● **Exercise brief**: Would you print each of the entries below precisely as given?

'''

use anyhow::Result;
use mpf_db::Store;
use mpf_schemas::{AlreadySeen, SeenReblogs, SettingSeenReblogs};
use mpf_testkit::{FakeMastodon, FAKE_ACCOUNT_ID, FAKE_SERVER, FAKE_USERNAME};

async fn setup(policy: Option<SeenReblogs>) -> Result<(Store, i64, i64)> {
    let store = Store::open_in_memory().await?;
    mpf_db::migrate(&store).await?;
    let mut txn = store.begin().await?;
    let mut user = mpf_db::create_user(txn.conn()).await?;
    if let Some(value) = policy {
        user.settings.seen_reblogs = SettingSeenReblogs {
            value,
            overridden: true,
        };
        mpf_db::set_user_state(txn.conn(), &user).await?;
    }
    mpf_db::create_account(
        txn.conn(),
        user.uid,
        FAKE_SERVER,
        FAKE_ACCOUNT_ID,
        FAKE_USERNAME,
        "tok",
    )
    .await?;
    txn.commit().await?;
    Ok((store, user.uid, user.default_stid))
}

async fn already_seen_of(store: &Store, stid: i64, status_id: &str) -> Result<AlreadySeen> {
    let mut conn = store.read().await?;
    let state: String = sqlx::query_scalar(
        "SELECT stream_status_state FROM streamcontent WHERE stid = ? AND status_id = ?",
    )
    .bind(stid)
    .bind(status_id)
    .fetch_one(conn.as_mut())
    .await?;
    let parsed: mpf_schemas::StreamStatusState = serde_json::from_str(&state)?;
    Ok(parsed.already_seen)
}

#[tokio::test]
async fn hide_policy_marks_seen_reblogs() -> Result<()> {
    // Default policy is HIDE.
    let (store, _uid, stid) = setup(None).await?;
    let fake = FakeMastodon::new();
    let original = fake.post_status("the original toot", &[]);
    mpf_ingest::ingest_home(&store, &fake, stid, 10).await?;

    let boost = fake.post_reblog(&original);
    mpf_ingest::ingest_home(&store, &fake, stid, 10).await?;

    assert_eq!(already_seen_of(&store, stid, &boost).await?, AlreadySeen::Yes);
    Ok(())
}

#[tokio::test]
async fn show_policy_keeps_seen_reblogs_visible() -> Result<()> {
    let (store, _uid, stid) = setup(Some(SeenReblogs::Show)).await?;
    let fake = FakeMastodon::new();
    let original = fake.post_status("the original toot", &[]);
    mpf_ingest::ingest_home(&store, &fake, stid, 10).await?;

    let boost = fake.post_reblog(&original);
    mpf_ingest::ingest_home(&store, &fake, stid, 10).await?;

    assert_eq!(already_seen_of(&store, stid, &boost).await?, AlreadySeen::No);
    Ok(())
}

#[tokio::test]
async fn reblog_of_an_unseen_original_is_not_marked() -> Result<()> {
    let (store, uid, stid) = setup(None).await?;
    let fake = FakeMastodon::new();
    // Move the cursor past the original so it never reaches this stream.
    let hidden = fake.post_status("posted before signup", &[]);
    let mut txn = store.begin().await?;
    let mut account = mpf_db::first_account_for_user(txn.conn(), uid).await?;
    account.last_home_status_id = Some(hidden.clone());
    mpf_db::set_account_state(txn.conn(), &account).await?;
    txn.commit().await?;

    let boost = fake.post_reblog(&hidden);
    mpf_ingest::ingest_home(&store, &fake, stid, 10).await?;

    assert_eq!(already_seen_of(&store, stid, &boost).await?, AlreadySeen::No);
    Ok(())
}

#[tokio::test]
async fn second_reblog_of_the_same_original_counts_as_seen() -> Result<()> {
    let (store, uid, stid) = setup(None).await?;
    let fake = FakeMastodon::new();
    // The first boost arrives without its original ever being on the stream.
    let hidden = fake.post_status("posted before signup", &[]);
    let mut txn = store.begin().await?;
    let mut account = mpf_db::first_account_for_user(txn.conn(), uid).await?;
    account.last_home_status_id = Some(hidden.clone());
    mpf_db::set_account_state(txn.conn(), &account).await?;
    txn.commit().await?;

    let first_boost = fake.post_reblog(&hidden);
    mpf_ingest::ingest_home(&store, &fake, stid, 10).await?;
    assert_eq!(
        already_seen_of(&store, stid, &first_boost).await?,
        AlreadySeen::No
    );

    // A second boost of the same original matches the first boost's
    // projected reblog id.
    let second_boost = fake.post_reblog(&hidden);
    mpf_ingest::ingest_home(&store, &fake, stid, 10).await?;
    assert_eq!(
        already_seen_of(&store, stid, &second_boost).await?,
        AlreadySeen::Yes
    );
    Ok(())
}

'''

● **The completed task**:
use anyhow::Result;
use mpf_db::Store;
use mpf_schemas::{AlreadySeen, SeenReblogs, SettingSeenReblogs};
use mpf_testkit::{FakeMastodon, FAKE_ACCOUNT_ID, FAKE_SERVER, FAKE_USERNAME};

async fn setup(policy: Option<SeenReblogs>) -> Result<(Store, i64, i64)> {
    let store = Store::open_in_memory().await?;
    mpf_db::migrate(&store).await?;
    let mut txn = store.begin().await?;
    let mut user = mpf_db::create_user(txn.conn()).await?;
    if let Some(value) = policy {
        user.settings.seen_reblogs = SettingSeenReblogs {
            value,
            overridden: true,
        };
        mpf_db::set_user_state(txn.conn(), &user).await?;
    }
    mpf_db::create_account(
        txn.conn(),
        user.uid,
        FAKE_SERVER,
        FAKE_ACCOUNT_ID,
        FAKE_USERNAME,
        "tok",
    )
    .await?;
    txn.commit().await?;
    Ok((store, user.uid, user.default_stid))
}

async fn already_seen_of(store: &Store, stid: i64, status_id: &str) -> Result<AlreadySeen> {
    let mut conn = store.read().await?;
    let state: String = sqlx::query_scalar(
        "SELECT stream_status_state FROM streamcontent WHERE stid = ? AND status_id = ?",
    )
    .bind(stid)
    .bind(status_id)
    .fetch_one(conn.as_mut())
    .await?;
    let parsed: mpf_schemas::StreamStatusState = serde_json::from_str(&state)?;
    Ok(parsed.already_seen)
}

#[tokio::test]
async fn hide_policy_marks_seen_reblogs() -> Result<()> {
    // Default policy is HIDE.
    let (store, _uid, stid) = setup(None).await?;
    let fake = FakeMastodon::new();
    let original = fake.post_status("the original toot", &[]);
    mpf_ingest::ingest_home(&store, &fake, stid, 10).await?;

    let boost = fake.post_reblog(&original);
    mpf_ingest::ingest_home(&store, &fake, stid, 10).await?;

    assert_eq!(already_seen_of(&store, stid, &boost).await?, AlreadySeen::Yes);
    Ok(())
}

#[tokio::test]
async fn show_policy_keeps_seen_reblogs_visible() -> Result<()> {
    let (store, _uid, stid) = setup(Some(SeenReblogs::Show)).await?;
    let fake = FakeMastodon::new();
    let original = fake.post_status("the original toot", &[]);
    mpf_ingest::ingest_home(&store, &fake, stid, 10).await?;

    let boost = fake.post_reblog(&original);
    mpf_ingest::ingest_home(&store, &fake, stid, 10).await?;

    assert_eq!(already_seen_of(&store, stid, &boost).await?, AlreadySeen::No);
    Ok(())
}

#[tokio::test]
async fn reblog_of_an_unseen_original_is_not_marked() -> Result<()> {
    let (store, uid, stid) = setup(None).await?;
    let fake = FakeMastodon::new();
    // Move the cursor past the original so it never reaches this stream.
    let hidden = fake.post_status("posted before signup", &[]);
    let mut txn = store.begin().await?;
    let mut account = mpf_db::first_account_for_user(txn.conn(), uid).await?;
    account.last_home_status_id = Some(hidden.clone());
    mpf_db::set_account_state(txn.conn(), &account).await?;
    txn.commit().await?;

    let boost = fake.post_reblog(&hidden);
    mpf_ingest::ingest_home(&store, &fake, stid, 10).await?;

    assert_eq!(already_seen_of(&store, stid, &boost).await?, AlreadySeen::No);
    Ok(())
}

#[tokio::test]
async fn second_reblog_of_the_same_original_counts_as_seen() -> Result<()> {
    let (store, uid, stid) = setup(None).await?;
    let fake = FakeMastodon::new();
    // The first boost arrives without its original ever being on the stream.
    let hidden = fake.post_status("posted before signup", &[]);
    let mut txn = store.begin().await?;
    let mut account = mpf_db::first_account_for_user(txn.conn(), uid).await?;
    account.last_home_status_id = Some(hidden.clone());
    mpf_db::set_account_state(txn.conn(), &account).await?;
    txn.commit().await?;

    let first_boost = fake.post_reblog(&hidden);
    mpf_ingest::ingest_home(&store, &fake, stid, 10).await?;
    assert_eq!(
        already_seen_of(&store, stid, &first_boost).await?,
        AlreadySeen::No
    );

    // A second boost of the same original matches the first boost's
    // projected reblog id.
    let second_boost = fake.post_reblog(&hidden);
    mpf_ingest::ingest_home(&store, &fake, stid, 10).await?;
    assert_eq!(
        already_seen_of(&store, stid, &second_boost).await?,
        AlreadySeen::Yes
    );
    Ok(())
}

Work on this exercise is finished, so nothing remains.